2009年4月14日火曜日

How to Learn English Effectively

The composition below is the homework I was required to write for the first time in this semester. The title is “How to Learn English Effectively.” I wrote about listening and writing; the former is what I’m not good at, the latter otherwise.


In this paper, my personal opinions about how to learn English effectively will be presented from the two views of listening and writing. As for the listening skills, I think that it is the most significant that we try to make it a rule to listen to various kinds of English: news programs, foreign movies, model passages of some English tests like TOEFL, and so on. When studying other languages, no learner should be so optimistic that he overestimates his own English-listening skills with the hyper-positive notion that there will be no situation unmanageably going beyond his real ability.
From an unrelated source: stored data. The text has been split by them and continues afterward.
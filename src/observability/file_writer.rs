//! Rotating file writer with size-based rotation and backup retention.
//!
//! Plugs into `tracing-subscriber` as a [`MakeWriter`], so every formatted
//! log line lands in the same file and the file never grows without bound.

use std::fs::{self, OpenOptions};
use std::io::{self, Write};
use std::path::PathBuf;
use std::sync::Mutex;
use tracing_subscriber::fmt::MakeWriter;

/// Maximum file size before rotation (10 MB).
const MAX_FILE_SIZE_BYTES: u64 = 10 * 1024 * 1024;

/// Number of backup files to retain after rotation.
const MAX_BACKUP_FILES: usize = 3;

/// Thread-safe rotating file writer.
///
/// Before each write the file size is checked. Past the limit the current
/// file is renamed to `<name>.log.<unix_timestamp>`, a fresh file is opened,
/// and backups beyond the newest three are removed.
pub struct FileWriter {
    /// Path to the primary log file.
    file_path: PathBuf,
    max_bytes: u64,
    /// Lazily-initialized file handle (opens on first write).
    writer: Mutex<Option<fs::File>>,
}

impl FileWriter {
    /// Creates a writer for `file_path`. The file is opened on first write.
    pub const fn new(file_path: PathBuf) -> Self {
        Self::with_limit(file_path, MAX_FILE_SIZE_BYTES)
    }

    const fn with_limit(file_path: PathBuf, max_bytes: u64) -> Self {
        Self {
            file_path,
            max_bytes,
            writer: Mutex::new(None),
        }
    }

    /// Appends `buf` to the file, rotating first when it is over the limit.
    ///
    /// # Errors
    ///
    /// Fails on filesystem errors or if the internal lock is poisoned.
    pub fn write_bytes(&self, buf: &[u8]) -> io::Result<()> {
        let mut writer = self
            .writer
            .lock()
            .map_err(|e| io::Error::new(io::ErrorKind::Other, format!("Mutex poisoned: {e}")))?;

        self.check_and_rotate(&mut writer)?;

        if writer.is_none() {
            let file = OpenOptions::new()
                .create(true)
                .append(true)
                .open(&self.file_path)?;
            *writer = Some(file);
        }

        let file = writer
            .as_mut()
            .ok_or_else(|| io::Error::new(io::ErrorKind::Other, "No file available"))?;

        file.write_all(buf)?;
        file.flush()?;
        drop(writer);

        Ok(())
    }

    fn check_and_rotate(&self, writer: &mut Option<fs::File>) -> io::Result<()> {
        if let Ok(metadata) = fs::metadata(&self.file_path) {
            if metadata.len() > self.max_bytes {
                *writer = None;
                self.rotate_files()?;
            }
        }
        Ok(())
    }

    fn rotate_files(&self) -> io::Result<()> {
        let timestamp = chrono::Utc::now().timestamp_micros();
        let backup_path = self.file_path.with_extension(format!("log.{timestamp}"));

        if self.file_path.exists() {
            fs::rename(&self.file_path, &backup_path)?;
        }

        self.cleanup_old_backups()
    }

    /// Removes backups beyond the retention limit, newest kept.
    ///
    /// Individual deletion errors are ignored.
    fn cleanup_old_backups(&self) -> io::Result<()> {
        let parent_dir = self
            .file_path
            .parent()
            .ok_or_else(|| io::Error::new(io::ErrorKind::Other, "No parent directory"))?;

        let file_stem = self
            .file_path
            .file_stem()
            .and_then(|s| s.to_str())
            .ok_or_else(|| io::Error::new(io::ErrorKind::Other, "Invalid file name"))?;
        let prefix = format!("{file_stem}.log.");

        let mut backups: Vec<PathBuf> = fs::read_dir(parent_dir)?
            .filter_map(Result::ok)
            .map(|entry| entry.path())
            .filter(|path| {
                path.file_name()
                    .and_then(|name| name.to_str())
                    .is_some_and(|name| name.starts_with(&prefix))
            })
            .collect();

        // Backup names end in a timestamp, so newest sorts last.
        backups.sort_by_key(|path| {
            path.extension()
                .and_then(|ext| ext.to_str())
                .and_then(|ext| ext.parse::<i64>().ok())
                .unwrap_or(0)
        });
        backups.reverse();

        for old_backup in backups.iter().skip(MAX_BACKUP_FILES) {
            let _ = fs::remove_file(old_backup);
        }

        Ok(())
    }
}

impl std::fmt::Debug for FileWriter {
    fn fmt(&self, f: &mut std::fmt::Formatter<'_>) -> std::fmt::Result {
        f.debug_struct("FileWriter")
            .field("file_path", &self.file_path)
            .finish_non_exhaustive()
    }
}

/// Per-event handle handed out to the fmt layer.
#[derive(Debug)]
pub struct FileWriterHandle<'a> {
    owner: &'a FileWriter,
}

impl Write for FileWriterHandle<'_> {
    fn write(&mut self, buf: &[u8]) -> io::Result<usize> {
        self.owner.write_bytes(buf)?;
        Ok(buf.len())
    }

    fn flush(&mut self) -> io::Result<()> {
        Ok(())
    }
}

impl<'a> MakeWriter<'a> for FileWriter {
    type Writer = FileWriterHandle<'a>;

    fn make_writer(&'a self) -> Self::Writer {
        FileWriterHandle { owner: self }
    }
}

#[cfg(test)]
mod tests {
    use super::*;

    #[test]
    fn appends_through_make_writer() {
        let dir = tempfile::tempdir().unwrap();
        let path = dir.path().join("langorder.log");
        let writer = FileWriter::new(path.clone());

        writer.make_writer().write_all(b"first\n").unwrap();
        writer.make_writer().write_all(b"second\n").unwrap();

        assert_eq!(fs::read_to_string(path).unwrap(), "first\nsecond\n");
    }

    #[test]
    fn rotates_and_keeps_three_backups() {
        let dir = tempfile::tempdir().unwrap();
        let path = dir.path().join("langorder.log");
        let writer = FileWriter::with_limit(path.clone(), 4);

        for index in 0..6 {
            writer.write_bytes(format!("line {index}\n").as_bytes()).unwrap();
            std::thread::sleep(std::time::Duration::from_millis(2));
        }

        let backups = fs::read_dir(dir.path())
            .unwrap()
            .filter_map(Result::ok)
            .filter(|entry| entry.file_name().to_string_lossy().starts_with("langorder.log."))
            .count();
        assert_eq!(backups, MAX_BACKUP_FILES);
        assert_eq!(fs::read_to_string(path).unwrap(), "line 5\n");
    }
}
No matter how overconfident a learner one is, there is no denying that it can easily happen for example, that one who is really proficient in listening to foreign movies with perfect comprehension one day suddenly faces a ruthlessly discovered reality of his actually not being able to understand English news programs. I, rather getting used to hearing formal English, am extremely allergic to spoken casual English; spoken English can easily make itself sound so hardly understandable due to its obnoxious deviations from prescriptive grammars, as for there to have been a commonly held realization among English learners for a long time that sometimes the colloquialism particularly seen in everyday conversations goes too far for them to keep their confidence, and even interest in spoken English, at last to give up studying it. Listening to various kinds of English will give you a lot of opportunities for you to discern what kind of English is the most suitable for you, making it possible that your plan of listening studies becomes more concrete, and well scheduled.
About the writing skills, it seems very effective that you write down some expressions you personally thought were interesting and laudable in reading books, so that you can refer to them later when you are supposed to write something in English, both formal and informal. But what cannot be emphasized strongly enough is that we must always make sure that these expressions have to be turned into our own ones lest they should become suspicions about our committing on the most despicable measure of all - plagiarism. The elaborate phrases you chose will bring successful effects and punches to your writings, provided that you have transformed them so radically into unique “your-Esque” expressions with an ingenious mind, that no one can recognize or even guess what on earth the original source was.